(DATASET RECORDS Opens)

//! Shared logging initialization for darkhold binaries.

use std::sync::OnceLock;

static INIT: OnceLock<()> = OnceLock::new();

fn parse_level() -> tracing::Level {
    match std::env::var("DARKHOLD_LOG")
        .unwrap_or_else(|_| "info".to_string())
        .to_ascii_lowercase()
        .as_str()
    {
        "trace" => tracing::Level::TRACE,
        "debug" => tracing::Level::DEBUG,
        "warn" => tracing::Level::WARN,
        "error" => tracing::Level::ERROR,
        _ => tracing::Level::INFO,
    }
}

/// Initialize process-level tracing output from `DARKHOLD_LOG`.
///
/// This is safe to call multiple times; only the first call initializes the
/// subscriber. It is intentionally best-effort and never returns an error.
pub fn init() {
    if INIT.get().is_some() {
        return;
    }
    let level = parse_level();
    let _ = tracing_subscriber::fmt()
        .with_max_level(level)
        .with_target(false)
        .try_init();
    let _ = INIT.set(());
}
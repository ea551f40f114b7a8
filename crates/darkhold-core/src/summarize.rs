//! Item-to-event summarization.
//!
//! The app-server describes turn contents as heterogeneous "thread items"
//! (user messages, agent messages, command executions, file changes, tool
//! calls). Both the rehydration path in [`crate::event_log`] and UI clients
//! rendering live items reduce an item to a `(type, message)` pair; this
//! module is the single definition of that mapping so the two paths cannot
//! drift apart.
//!
//! Unknown item shapes are preserved rather than dropped: they map to
//! `item.<type>` with the full JSON text as the message.

use serde_json::Value;

/// The `(type, message)` reduction of a single thread item.
#[derive(Debug, Clone, PartialEq, Eq)]
pub struct ItemSummary {
    /// Dotted event type, e.g. `user.input` or `command.completed`.
    pub event_type: String,
    /// Human-readable one-line summary of the item.
    pub message: String,
}

impl ItemSummary {
    fn new(event_type: impl Into<String>, message: impl Into<String>) -> Self {
        Self {
            event_type: event_type.into(),
            message: message.into(),
        }
    }
}

/// Reduce a thread item to its `(type, message)` summary.
///
/// The mapping:
///
/// | item shape | type | message |
/// |---|---|---|
/// | `userMessage` with text content | `user.input` | concatenated text segments |
/// | `agentMessage` with `text` | `assistant.output` | the text |
/// | `commandExecution` with `command` | `command.<status>` | the command string |
/// | `fileChange` with `changes` | `file.change` | `<n> file(s) changed` |
/// | `mcpToolCall` with `tool` | `mcp.tool` | `<server>.<tool>` |
/// | anything else | `item.<type>` | full JSON string |
pub fn summarize_item(item: &Value) -> ItemSummary {
    let item_type = item.get("type").and_then(Value::as_str).unwrap_or("unknown");

    match item_type {
        "userMessage" => {
            if let Some(text) = user_message_text(item) {
                ItemSummary::new("user.input", text)
            } else {
                ItemSummary::new("user.input", "[non-text input]")
            }
        }
        "agentMessage" => match item.get("text").and_then(Value::as_str) {
            Some(text) => ItemSummary::new("assistant.output", text),
            None => fallback(item, item_type),
        },
        "commandExecution" => match item.get("command").and_then(Value::as_str) {
            Some(command) => {
                let status = item
                    .get("status")
                    .and_then(Value::as_str)
                    .unwrap_or("updated");
                ItemSummary::new(format!("command.{status}"), command)
            }
            None => fallback(item, item_type),
        },
        "fileChange" => match item.get("changes").and_then(Value::as_array) {
            Some(changes) => ItemSummary::new(
                "file.change",
                format!("{} file(s) changed", changes.len()),
            ),
            None => fallback(item, item_type),
        },
        "mcpToolCall" => match item.get("tool").and_then(Value::as_str) {
            Some(tool) => {
                let server = item.get("server").and_then(Value::as_str).unwrap_or("mcp");
                ItemSummary::new("mcp.tool", format!("{server}.{tool}"))
            }
            None => fallback(item, item_type),
        },
        other => fallback(item, other),
    }
}

/// Concatenate the text segments of a `userMessage`'s content.
///
/// Returns `None` when the item carries no text at all (image-only input,
/// unexpected content shape).
fn user_message_text(item: &Value) -> Option<String> {
    if let Some(text) = item.get("text").and_then(Value::as_str) {
        return Some(text.to_string());
    }

    let segments = item.get("content").and_then(Value::as_array)?;
    let mut out = String::new();
    for segment in segments {
        if let Some(text) = segment.get("text").and_then(Value::as_str) {
            out.push_str(text);
        }
    }
    if out.is_empty() {
        None
    } else {
        Some(out)
    }
}

fn fallback(item: &Value, item_type: &str) -> ItemSummary {
    ItemSummary::new(format!("item.{item_type}"), item.to_string())
}
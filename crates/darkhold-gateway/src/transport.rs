//! Transport abstraction for app-server child processes.
//!
//! [`AppServerTransport`] is the trait seam between
//! [`crate::supervisor::Supervisor`] and the mechanism that produces a
//! child's I/O. Production code uses [`ProcessTransport`] (spawns
//! `<bin> app-server`); [`MockTransport`] is an in-memory double for tests.
//!
//! The trait covers I/O creation only. The supervisor owns the stdout
//! reader and exit handling because those are coupled to the pending-call
//! tables and the shared gateway state.
//!
//! The wire dialect is newline-delimited JSON in both directions. Writes go
//! through a single shared writer guarded by a mutex so concurrent tasks
//! never interleave partial frames.

use std::io;
use std::pin::Pin;
use std::sync::Arc;
use std::task::{Context, Poll};

use async_trait::async_trait;
use serde_json::Value;
use tokio::io::{AsyncRead, AsyncWrite, AsyncWriteExt};
use tokio::process::Child;
use tokio::sync::{mpsc, Mutex};

/// Shared, serialized writer to a child's stdin.
pub type SharedStdin = Arc<Mutex<Box<dyn AsyncWrite + Send + Unpin>>>;

/// Raw I/O handles produced by a successful [`AppServerTransport::spawn`].
///
/// Boxed trait objects so non-process transports can provide in-memory
/// implementations without a real child.
pub struct RawChildIo {
    /// Shared stdin writer; the supervisor shares it with interaction
    /// responders so decisions can be written back to the child.
    pub stdin: SharedStdin,
    /// Raw stdout, consumed by the supervisor's reader task.
    pub stdout: Box<dyn AsyncRead + Send + Unpin>,
    /// Raw stderr, forwarded line-by-line to the error sink. `None` for
    /// transports without one.
    pub stderr: Option<Box<dyn AsyncRead + Send + Unpin>>,
    /// The child process handle, retained for force-kill on shutdown.
    /// `None` for transports that do not spawn a real process.
    pub process: Arc<Mutex<Option<Child>>>,
}

/// Abstracts how the gateway obtains a connection to an app-server child.
///
/// Object-safe via [`async_trait`] so the supervisor can hold a
/// `Box<dyn AppServerTransport>`.
///
/// # Errors
///
/// `spawn` returns an error when the child (or equivalent) cannot be
/// started.
#[async_trait]
pub trait AppServerTransport: Send + Sync + std::fmt::Debug {
    /// Start a fresh child and return its raw I/O handles.
    ///
    /// Called once per child session; a transport may be asked to spawn
    /// again after a previous child exits.
    async fn spawn(&self) -> anyhow::Result<RawChildIo>;
}

/// Write one frame to a shared stdin writer, newline-terminated, holding
/// the writer lock for the whole frame so writes never interleave.
///
/// # Errors
///
/// Propagates the underlying I/O error; callers map it to their
/// transport-closed failure.
pub async fn write_frame(stdin: &SharedStdin, frame: &Value) -> io::Result<()> {
    let json = serde_json::to_string(frame)
        .map_err(|e| io::Error::new(io::ErrorKind::InvalidData, e))?;
    let mut writer = stdin.lock().await;
    writer.write_all(json.as_bytes()).await?;
    writer.write_all(b"\n").await?;
    writer.flush().await?;
    Ok(())
}

/// Transport that spawns a real app-server child process.
#[derive(Debug, Clone)]
pub struct ProcessTransport {
    bin: String,
}

impl ProcessTransport {
    /// Create a transport that runs `<bin> app-server`.
    pub fn new(bin: impl Into<String>) -> Self {
        Self { bin: bin.into() }
    }
}

#[async_trait]
impl AppServerTransport for ProcessTransport {
    async fn spawn(&self) -> anyhow::Result<RawChildIo> {
        use tokio::process::Command;

        let mut cmd = Command::new(&self.bin);
        cmd.arg("app-server")
            .stdin(std::process::Stdio::piped())
            .stdout(std::process::Stdio::piped())
            .stderr(std::process::Stdio::piped())
            .kill_on_drop(true);

        let mut child = cmd
            .spawn()
            .map_err(|e| anyhow::anyhow!("failed to spawn '{} app-server': {e}", self.bin))?;

        let stdin = child
            .stdin
            .take()
            .ok_or_else(|| anyhow::anyhow!("child stdin must be piped"))?;
        let stdout = child
            .stdout
            .take()
            .ok_or_else(|| anyhow::anyhow!("child stdout must be piped"))?;
        let stderr = child.stderr.take();

        Ok(RawChildIo {
            stdin: Arc::new(Mutex::new(
                Box::new(stdin) as Box<dyn AsyncWrite + Send + Unpin>
            )),
            stdout: Box::new(stdout) as Box<dyn AsyncRead + Send + Unpin>,
            stderr: stderr.map(|s| Box::new(s) as Box<dyn AsyncRead + Send + Unpin>),
            process: Arc::new(Mutex::new(Some(child))),
        })
    }
}

// ─── MockTransport ───────────────────────────────────────────────────────────

/// Test-side handle to one mock child produced by [`MockTransport::spawn`].
///
/// The harness scripts the child by receiving the frames the gateway wrote
/// on [`Self::requests`] and injecting stdout lines via [`Self::inject`].
/// Dropping `inject` closes the mock child's stdout, which the supervisor
/// observes as a child exit.
pub struct MockChild {
    /// Frames the gateway wrote to "child stdin", one JSON line each.
    pub requests: mpsc::UnboundedReceiver<String>,
    /// Lines to surface on "child stdout".
    pub inject: mpsc::UnboundedSender<String>,
}

/// In-memory transport double; no process is spawned.
///
/// Each call to `spawn` creates a fresh duplex pair and hands the test a
/// [`MockChild`] over the channel returned by [`MockTransport::new`], so
/// respawn-after-crash flows can be scripted too.
#[derive(Debug)]
pub struct MockTransport {
    children_tx: mpsc::UnboundedSender<MockChild>,
}

impl MockTransport {
    /// Create the transport plus the receiver on which each spawned
    /// [`MockChild`] arrives.
    pub fn new() -> (Self, mpsc::UnboundedReceiver<MockChild>) {
        let (children_tx, children_rx) = mpsc::unbounded_channel();
        (Self { children_tx }, children_rx)
    }
}

#[async_trait]
impl AppServerTransport for MockTransport {
    async fn spawn(&self) -> anyhow::Result<RawChildIo> {
        let (mut stdout_write, stdout_read) = tokio::io::duplex(65_536);
        let (inject_tx, mut inject_rx) = mpsc::unbounded_channel::<String>();
        let (request_tx, request_rx) = mpsc::unbounded_channel::<String>();

        // Drain injected lines into the duplex "stdout". When the inject
        // sender drops, the write half drops with the task and the reader
        // sees EOF — the mock child has "exited".
        tokio::spawn(async move {
            while let Some(line) = inject_rx.recv().await {
                let bytes = format!("{line}\n");
                if stdout_write.write_all(bytes.as_bytes()).await.is_err() {
                    break;
                }
            }
        });

        self.children_tx
            .send(MockChild {
                requests: request_rx,
                inject: inject_tx,
            })
            .map_err(|_| anyhow::anyhow!("mock child receiver dropped"))?;

        Ok(RawChildIo {
            stdin: Arc::new(Mutex::new(
                Box::new(SniffWriter::new(request_tx)) as Box<dyn AsyncWrite + Send + Unpin>
            )),
            stdout: Box::new(stdout_read) as Box<dyn AsyncRead + Send + Unpin>,
            stderr: None,
            process: Arc::new(Mutex::new(None)),
        })
    }
}

/// An [`AsyncWrite`] that accumulates bytes, splits on `\n`, and forwards
/// each complete line to an unbounded channel. Used by [`MockTransport`] to
/// capture the frames the gateway writes to "child stdin".
struct SniffWriter {
    tx: mpsc::UnboundedSender<String>,
    buf: Vec<u8>,
}

impl SniffWriter {
    fn new(tx: mpsc::UnboundedSender<String>) -> Self {
        Self { tx, buf: Vec::new() }
    }
}

impl AsyncWrite for SniffWriter {
    fn poll_write(
        mut self: Pin<&mut Self>,
        _cx: &mut Context<'_>,
        buf: &[u8],
    ) -> Poll<io::Result<usize>> {
        self.buf.extend_from_slice(buf);
        while let Some(pos) = self.buf.iter().position(|&b| b == b'\n') {
            let line: Vec<u8> = self.buf.drain(..=pos).collect();
            let s = String::from_utf8_lossy(&line).trim().to_string();
            if !s.is_empty() {
                // Best-effort: the test may have dropped the receiver.
                let _ = self.tx.send(s);
            }
        }
        Poll::Ready(Ok(buf.len()))
    }

    fn poll_flush(self: Pin<&mut Self>, _cx: &mut Context<'_>) -> Poll<io::Result<()>> {
        Poll::Ready(Ok(()))
    }

    fn poll_shutdown(self: Pin<&mut Self>, _cx: &mut Context<'_>) -> Poll<io::Result<()>> {
        Poll::Ready(Ok(()))
    }
}

#[cfg(test)]
mod tests {
    use super::*;
    use serde_json::json;
    use tokio::io::AsyncBufReadExt;

    #[tokio::test]
    async fn mock_spawn_delivers_a_child_handle() {
        let (transport, mut children) = MockTransport::new();
        let io = transport.spawn().await.unwrap();
        let child = children.recv().await.unwrap();
        drop(io);
        drop(child);
    }

    #[tokio::test]
    async fn write_frame_is_newline_terminated_json() {
        let (transport, mut children) = MockTransport::new();
        let io = transport.spawn().await.unwrap();
        let mut child = children.recv().await.unwrap();

        write_frame(&io.stdin, &json!({"id": 1, "method": "initialize"}))
            .await
            .unwrap();

        let line = child.requests.recv().await.unwrap();
        let parsed: Value = serde_json::from_str(&line).unwrap();
        assert_eq!(parsed["id"], 1);
        assert_eq!(parsed["method"], "initialize");
    }

    #[tokio::test]
    async fn injected_lines_appear_on_stdout() {
        let (transport, mut children) = MockTransport::new();
        let io = transport.spawn().await.unwrap();
        let child = children.recv().await.unwrap();

        child.inject.send(r#"{"method":"x"}"#.to_string()).unwrap();

        let mut lines = tokio::io::BufReader::new(io.stdout).lines();
        let line = lines.next_line().await.unwrap().unwrap();
        assert_eq!(line, r#"{"method":"x"}"#);
    }

    #[tokio::test]
    async fn dropping_inject_closes_stdout() {
        let (transport, mut children) = MockTransport::new();
        let io = transport.spawn().await.unwrap();
        let child = children.recv().await.unwrap();
        drop(child.inject);

        let mut lines = tokio::io::BufReader::new(io.stdout).lines();
        assert!(lines.next_line().await.unwrap().is_none());
    }

    #[tokio::test]
    async fn concurrent_writers_do_not_interleave_frames() {
        let (transport, mut children) = MockTransport::new();
        let io = transport.spawn().await.unwrap();
        let mut child = children.recv().await.unwrap();

        let mut handles = Vec::new();
        for i in 0..16u64 {
            let stdin = Arc::clone(&io.stdin);
            handles.push(tokio::spawn(async move {
                write_frame(&stdin, &json!({"id": i, "pad": "x".repeat(512)}))
                    .await
                    .unwrap();
            }));
        }
        for h in handles {
            h.await.unwrap();
        }

        let mut seen = Vec::new();
        for _ in 0..16 {
            let line = child.requests.recv().await.unwrap();
            let parsed: Value = serde_json::from_str(&line).unwrap();
            seen.push(parsed["id"].as_u64().unwrap());
        }
        seen.sort_unstable();
        assert_eq!(seen, (0..16).collect::<Vec<_>>());
    }
}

(DATASET RECORDS Closes)

### TASK TO COMPLETE
Return, line for line and unchanged, the data from its first line through the line containing "and UI clients".

### ANSWER AREA
//! Shared logging initialization for darkhold binaries.

use std::sync::OnceLock;

static INIT: OnceLock<()> = OnceLock::new();

fn parse_level() -> tracing::Level {
    match std::env::var("DARKHOLD_LOG")
        .unwrap_or_else(|_| "info".to_string())
        .to_ascii_lowercase()
        .as_str()
    {
        "trace" => tracing::Level::TRACE,
        "debug" => tracing::Level::DEBUG,
        "warn" => tracing::Level::WARN,
        "error" => tracing::Level::ERROR,
        _ => tracing::Level::INFO,
    }
}

/// Initialize process-level tracing output from `DARKHOLD_LOG`.
///
/// This is safe to call multiple times; only the first call initializes the
/// subscriber. It is intentionally best-effort and never returns an error.
pub fn init() {
    if INIT.get().is_some() {
        return;
    }
    let level = parse_level();
    let _ = tracing_subscriber::fmt()
        .with_max_level(level)
        .with_target(false)
        .try_init();
    let _ = INIT.set(());
}
repository ea551f40f114b7a8
filename crates/darkhold-core/src/summarize.rs
//! Item-to-event summarization.
//!
//! The app-server describes turn contents as heterogeneous "thread items"
//! (user messages, agent messages, command executions, file changes, tool
//! calls). Both the rehydration path in [`crate::event_log`] and UI clients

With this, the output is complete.